Why an Athlete Needs a Chiropractic Sports Physician

Marianne S. Gengenbach, DC, CCCSP, FICC

This column, as the title states, will attempt to bring important news and information to chiropractors who treat athletes. The intent is to disseminate material that will be of interest not only to the chiropractor already experienced in this regard, but also to the doctor who is just beginning to get involved. Instead of being written by just one person, this column will attempt to publish articles written by various individuals who have specific expertise and experience in dealing with athletic patients. In this way, you will hear many voices, many opinions, and hopefully, varied information designed to help you in various ways as you treat athletes.

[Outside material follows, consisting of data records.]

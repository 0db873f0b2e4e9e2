use bytes::Bytes;
use frame_relay_common::config::CodecConfig;
use frame_relay_common::frame::{FrameError, RawPixelPacket};
use image::codecs::jpeg::JpegEncoder;
use image::ExtendedColorType;
use tracing::debug;

#[derive(Debug, thiserror::Error)]
pub enum CodecError {
    #[error("invalid raw packet: {0}")]
    Validation(#[from] FrameError),
    #[error("jpeg encode failed: {0}")]
    Encode(#[from] image::ImageError),
    #[error("encoder task failed: {0}")]
    Join(String),
}

/// Converts raw 8-bit grayscale packets into JPEG at a fixed quality.
#[derive(Debug, Clone)]
pub struct JpegCodec {
    max_dim: u32,
    quality: u8,
}

impl JpegCodec {
    pub fn new(config: &CodecConfig) -> Self {
        Self {
            max_dim: config.max_dim,
            quality: config.quality.clamp(1, 100),
        }
    }

    pub fn encode(&self, raw: &RawPixelPacket) -> Result<Bytes, CodecError> {
        raw.validate(self.max_dim)?;
        let mut jpeg = Vec::with_capacity(raw.samples.len() / 4);
        JpegEncoder::new_with_quality(&mut jpeg, self.quality).encode(
            &raw.samples,
            raw.width,
            raw.height,
            ExtendedColorType::L8,
        )?;
        debug!(
            width = raw.width,
            height = raw.height,
            raw = raw.samples.len(),
            jpeg = jpeg.len(),
            "encoded raw frame"
        );
        Ok(Bytes::from(jpeg))
    }

    /// Parse a binary push message and encode it on the blocking pool.
    pub async fn decode_message(&self, message: Bytes) -> Result<Bytes, CodecError> {
        let packet = RawPixelPacket::parse(message, self.max_dim)?;
        let codec = self.clone();
        tokio::task::spawn_blocking(move || codec.encode(&packet))
            .await
            .map_err(|e| CodecError::Join(e.to_string()))?
    }
}

#[cfg(test)]
mod tests {
    use super::*;

    fn codec() -> JpegCodec {
        JpegCodec::new(&CodecConfig::default())
    }

    fn packet(width: u32, height: u32, samples: usize) -> RawPixelPacket {
        RawPixelPacket {
            width,
            height,
            samples: Bytes::from((0..samples).map(|i| (i * 16) as u8).collect::<Vec<_>>()),
        }
    }

    #[test]
    fn encodes_exact_packet_to_jpeg() {
        let jpeg = codec().encode(&packet(4, 4, 16)).unwrap();
        assert!(!jpeg.is_empty());
        // SOI marker
        assert_eq!(&jpeg[..2], &[0xFF, 0xD8]);
    }

    #[test]
    fn rejects_bad_dimensions() {
        for (w, h) in [(0, 4), (4, 0), (2001, 1), (1, 2001)] {
            let err = codec().encode(&packet(w, h, (w * h) as usize)).unwrap_err();
            assert!(
                matches!(err, CodecError::Validation(FrameError::BadDimensions { .. })),
                "{w}x{h}: {err}"
            );
        }
    }

    #[test]
    fn rejects_sample_length_mismatch() {
        let err = codec().encode(&packet(10, 10, 99)).unwrap_err();
        assert!(matches!(
            err,
            CodecError::Validation(FrameError::LengthMismatch { got: 99, expected: 100, .. })
        ));
    }

    #[test]
    fn respects_configured_max_dim() {
        let small = JpegCodec::new(&CodecConfig {
            max_dim: 8,
            quality: 75,
        });
        assert!(small.encode(&packet(8, 8, 64)).is_ok());
        assert!(small.encode(&packet(9, 8, 72)).is_err());
    }

    #[tokio::test]
    async fn decode_message_parses_header_then_encodes() {
        let wire = Bytes::from(packet(4, 4, 16).to_bytes());
        let jpeg = codec().decode_message(wire).await.unwrap();
        assert_eq!(&jpeg[..2], &[0xFF, 0xD8]);

        let short = Bytes::from_static(&[4, 0, 0]);
        assert!(matches!(
            codec().decode_message(short).await,
            Err(CodecError::Validation(FrameError::TooShort { .. }))
        ));
    }
}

It does not matter whether you work with athletes at events, adjusting them between bouts of competition, or whether you see them in your office to help them recover from an injury. Sooner or later you are always called upon, either by a patient, their "non-believer" teammate, or even another member of the health care team to explain "why" you adjust. After all, athletes are often used to being injured, having their injury diagnosed (most often as a soft-tissue problem), and being treated. What essentially separates us from other providers of health care for athletes is that we often insist on manipulation of the joints of our patients, either in the spine, extremities, or both. Just as often, athletes will tell you, "I just do better when I get adjusted," and while there are still no well-controlled studies about manipulation and athletic performance enhancement, the anecdotal reports roll in fast and thick.

Yet, how often do I see chiropractors who have become so caught up in soft tissue diagnosis that they forget the role of manipulation in their treatment? And how often have many of us who do adjust found ourselves wanting for adequate explanations of what we do? The informed athlete/patient/consumer requires a solid rationale as opposed to an emotional argument, so perhaps a review of rationale is in order.

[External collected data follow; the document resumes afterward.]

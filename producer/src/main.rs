mod mjpeg;
mod relay;

use frame_relay_common::config::Config;
use relay::RelayClient;
use std::path::PathBuf;
use std::time::Duration;
use tracing::{error, info};

#[derive(Debug, thiserror::Error)]
pub enum ProducerError {
    #[error("HTTP connection failed: {0}")]
    HttpConnect(reqwest::Error),
    #[error("HTTP stream error: {0}")]
    HttpStream(reqwest::Error),
    #[error("HTTP status {0}")]
    HttpStatus(u16),
    #[error("upload to relay failed: {0}")]
    Upload(reqwest::Error),
    #[error("relay rejected frame with status {0}")]
    RelayStatus(u16),
}

#[tokio::main]
async fn main() {
    let config_path = std::env::args()
        .nth(1)
        .map(PathBuf::from)
        .unwrap_or_else(|| PathBuf::from("config.toml"));

    let config = match Config::load(&config_path) {
        Ok(c) => c,
        Err(e) => {
            eprintln!("Failed to load config from {}: {e}", config_path.display());
            std::process::exit(1);
        }
    };

    tracing_subscriber::fmt()
        .with_env_filter(
            tracing_subscriber::EnvFilter::try_from_default_env()
                .unwrap_or_else(|_| config.logging.level.parse().unwrap_or_default()),
        )
        .init();

    let Some(producer) = config.producer.clone() else {
        error!("missing [producer] section in config");
        std::process::exit(1);
    };

    info!(
        source = producer.source_url,
        relay = producer.relay_url,
        mode = producer.mode,
        "starting frame-relay producer"
    );

    let relay = match RelayClient::new(
        &producer.relay_url,
        &config.auth.upload_token,
        &config.ingest.content_type,
    ) {
        Ok(r) => r,
        Err(e) => {
            error!(error = %e, "failed to create relay client");
            std::process::exit(1);
        }
    };

    match producer.mode.as_str() {
        "mjpeg" => {
            mjpeg::run_mjpeg_bridge(&producer.source_url, &relay).await;
        }
        "polling" => {
            let interval = Duration::from_secs_f64(1.0 / producer.fps.max(0.01));
            mjpeg::run_polling_bridge(&producer.source_url, &relay, interval).await;
        }
        other => {
            error!(mode = other, "unknown producer mode, expected 'mjpeg' or 'polling'");
            std::process::exit(1);
        }
    }
}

It seems that we can approach an explanation from two distinct angles: that of joint biomechanics and that of reflexive functional enhancement. There is enough supportive documentation for both these ideas that we can use them without fear. It is well-known, for instance, that normal body motion (and hence motor performance) cannot occur without proper joint function. Proper joint function is dependent upon the availability of intrinsic joint motion (non-voluntary), since this is an important component in everything from complete range of motion to proper nutrition of the joint and its cartilage.

Anyone who has ever seen the total musculoskeletal insult that is inherent in any injury knows that the intrinsic motion of a joint is often affected simply by virtue of it being in the kinetic chain; even its anatomical components were not directly injured. If we treat only the injury itself and ignore the function of adjacent joints, the recovery may reach a plateau or be slower than we might expect, based upon our knowledge of tissue healing timetables alone. Every time we adjust fixed tarsometatarsal joints or a fixated tibiofibular joint in someone whom we are treating for a sprained ankle, we are applying this logic.

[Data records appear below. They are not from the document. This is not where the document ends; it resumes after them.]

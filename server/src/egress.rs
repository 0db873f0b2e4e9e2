//! Viewer-facing endpoints: latest frame, multipart stream, WebSocket feed
//! and the health probe.

use std::convert::Infallible;
use std::sync::Arc;
use std::time::Duration;

use axum::body::Body;
use axum::extract::ws::{Message, WebSocket, WebSocketUpgrade};
use axum::extract::State;
use axum::http::{header, HeaderName};
use axum::response::{IntoResponse, Response};
use axum::Json;
use bytes::Bytes;
use frame_relay_common::multipart::{encode_part, stream_content_type};
use futures_util::{SinkExt, Stream, StreamExt};
use serde::Serialize;
use tokio::sync::watch;
use tracing::{debug, info, trace};

use crate::error::RelayError;
use crate::state::AppState;
use crate::store::{FrameStore, Wake};

pub const FRAME_TIMESTAMP: HeaderName = HeaderName::from_static("x-frame-timestamp");

const NO_CACHE: &str = "no-store, no-cache, must-revalidate, max-age=0";

#[derive(Debug, Serialize)]
pub struct Health {
    pub ok: bool,
    pub has_frame: bool,
    pub ts: f64,
    pub version: u64,
    pub viewers: usize,
}

/// GET /health
pub async fn health(State(state): State<Arc<AppState>>) -> Json<Health> {
    let frame = state.store.read();
    Json(Health {
        ok: true,
        has_frame: frame.is_some(),
        ts: frame.map(|f| f.timestamp_secs()).unwrap_or(0.0),
        version: state.store.version(),
        viewers: state.viewers.len(),
    })
}

/// GET /latest.jpg
pub async fn latest(State(state): State<Arc<AppState>>) -> Result<Response, RelayError> {
    let frame = state.store.read().ok_or(RelayError::NotFound)?;
    Ok((
        [
            (header::CONTENT_TYPE, state.ingest.content_type.clone()),
            (header::CACHE_CONTROL, NO_CACHE.to_string()),
            (header::PRAGMA, "no-cache".to_string()),
            (FRAME_TIMESTAMP, frame.timestamp_secs().to_string()),
        ],
        frame.payload,
    )
        .into_response())
}

/// GET /stream.mjpeg
pub async fn stream(State(state): State<Arc<AppState>>) -> Response {
    info!("multipart viewer connected");
    let parts = frame_parts(
        Arc::clone(&state.store),
        state.stream.boundary.clone(),
        state.ingest.content_type.clone(),
        state.keepalive(),
        state.shutdown_listener(),
    );
    (
        [
            (
                header::CONTENT_TYPE,
                stream_content_type(&state.stream.boundary),
            ),
            (header::CACHE_CONTROL, "no-store".to_string()),
        ],
        Body::from_stream(parts),
    )
        .into_response()
}

/// Multipart parts for one connection: the current frame first, then one part
/// per newly published timestamp. Keep-alive ticks emit nothing. The stream
/// ends when `shutdown` flips or its sender goes away, otherwise only when the
/// response body is dropped.
pub fn frame_parts(
    store: Arc<FrameStore>,
    boundary: String,
    content_type: String,
    keepalive: Duration,
    shutdown: watch::Receiver<bool>,
) -> impl Stream<Item = Result<Bytes, Infallible>> {
    futures_util::stream::unfold(
        (store, shutdown, 0u64, None::<i64>),
        move |(store, mut shutdown, mut seen, mut last_sent)| {
            let boundary = boundary.clone();
            let content_type = content_type.clone();
            async move {
                loop {
                    if *shutdown.borrow_and_update() {
                        debug!("multipart stream closed for shutdown");
                        return None;
                    }
                    let wake = tokio::select! {
                        wake = store.await_after(seen, keepalive) => wake,
                        changed = shutdown.changed() => {
                            if changed.is_err() {
                                return None;
                            }
                            continue;
                        }
                    };
                    match wake {
                        Wake::Timeout => trace!("multipart keep-alive tick"),
                        Wake::Frame(frame) => {
                            seen = frame.version;
                            if last_sent == Some(frame.captured_at_us) {
                                continue;
                            }
                            last_sent = Some(frame.captured_at_us);
                            let part = encode_part(&boundary, &content_type, &frame.payload);
                            return Some((Ok(part), (store, shutdown, seen, last_sent)));
                        }
                    }
                }
            }
        },
    )
}

/// GET /ws/view: send-only WebSocket feed.
pub async fn view_upgrade(ws: WebSocketUpgrade, State(state): State<Arc<AppState>>) -> Response {
    ws.on_upgrade(move |socket| view_session(socket, state))
}

async fn view_session(socket: WebSocket, state: Arc<AppState>) {
    // Dropping the subscription on any exit path unregisters the viewer.
    let mut subscription = state.viewers.subscribe();
    let viewer = subscription.id();
    let mut shutdown = state.shutdown_listener();
    let (mut outbound, mut inbound) = socket.split();

    loop {
        tokio::select! {
            _ = async { let _ = shutdown.wait_for(|closing| *closing).await; } => {
                let _ = outbound.send(Message::Close(None)).await;
                break;
            }
            frame = subscription.recv() => {
                let Some(payload) = frame else {
                    debug!(viewer, "viewer evicted");
                    break;
                };
                if outbound.send(Message::Binary(payload.to_vec())).await.is_err() {
                    break;
                }
            }
            message = inbound.next() => match message {
                Some(Ok(Message::Close(_))) | Some(Err(_)) | None => break,
                // Inbound traffic is ignored.
                Some(Ok(_)) => {}
            },
        }
    }
}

In addition, more recent knowledge has implicated this same intrinsic joint motion in being necessary for proper proprioceptive input from the joints involved in motor function. Failure of proper proprioceptive input has been accused of being responsible for everything from predisposition to injury to neuromuscular coordination. So it also follows, that impairment of joint function, even in a non-injured individual, could indeed affect motor performance. Repetitive motion, such as that found in athletic training and performance, could quite conceivably alter joint function long before an injury is present. So, manipulation of joints which are found to be dysfunctional seems a logical way to at least partially address this problem.

But what about the spine? How do we explain manipulation of the spine when the injury is in the knee or shoulder? Korr and others have provided us with adequate documentation of those pesky reflex loops (remember somatovisceral, somatosomatic, etc.) which cause a shoulder problem to also demonstrate cervical dysfunction and vice versa. It does not necessarily matter to the athlete your treating which of these problems came first, so I prefer not to spend time belaboring this point. My own personal belief is that either case can happen. What does matter to the athletes is if you forget to treat one component or the other -- either way you run the risk of selling the patient short.

Those of us who treat athletes already have our own rationale intact. However, it is when an athlete (or anyone else) asks, "Why?" that we are forced to review our own logic as we seek to answer their questions. Upon review, there should be no doubt as to the value of chiropractic care in the treatment of athletes.

References for above are available upon request.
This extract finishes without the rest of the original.